- [Description of the task] Scan the entries for "MockPowerSwitch". Every line that holds it is to be copied.

....................

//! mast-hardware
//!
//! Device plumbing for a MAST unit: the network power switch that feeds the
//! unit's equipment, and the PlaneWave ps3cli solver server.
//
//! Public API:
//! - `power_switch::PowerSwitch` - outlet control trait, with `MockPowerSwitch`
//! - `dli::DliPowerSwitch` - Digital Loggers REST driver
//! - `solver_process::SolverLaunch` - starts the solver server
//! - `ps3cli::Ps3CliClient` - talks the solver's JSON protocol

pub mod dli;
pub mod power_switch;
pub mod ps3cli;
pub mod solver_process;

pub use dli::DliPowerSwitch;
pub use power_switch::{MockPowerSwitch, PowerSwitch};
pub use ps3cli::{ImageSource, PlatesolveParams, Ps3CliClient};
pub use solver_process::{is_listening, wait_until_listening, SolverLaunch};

....................

- [Answer section]
//! - `power_switch::PowerSwitch` - outlet control trait, with `MockPowerSwitch`
pub use power_switch::{MockPowerSwitch, PowerSwitch};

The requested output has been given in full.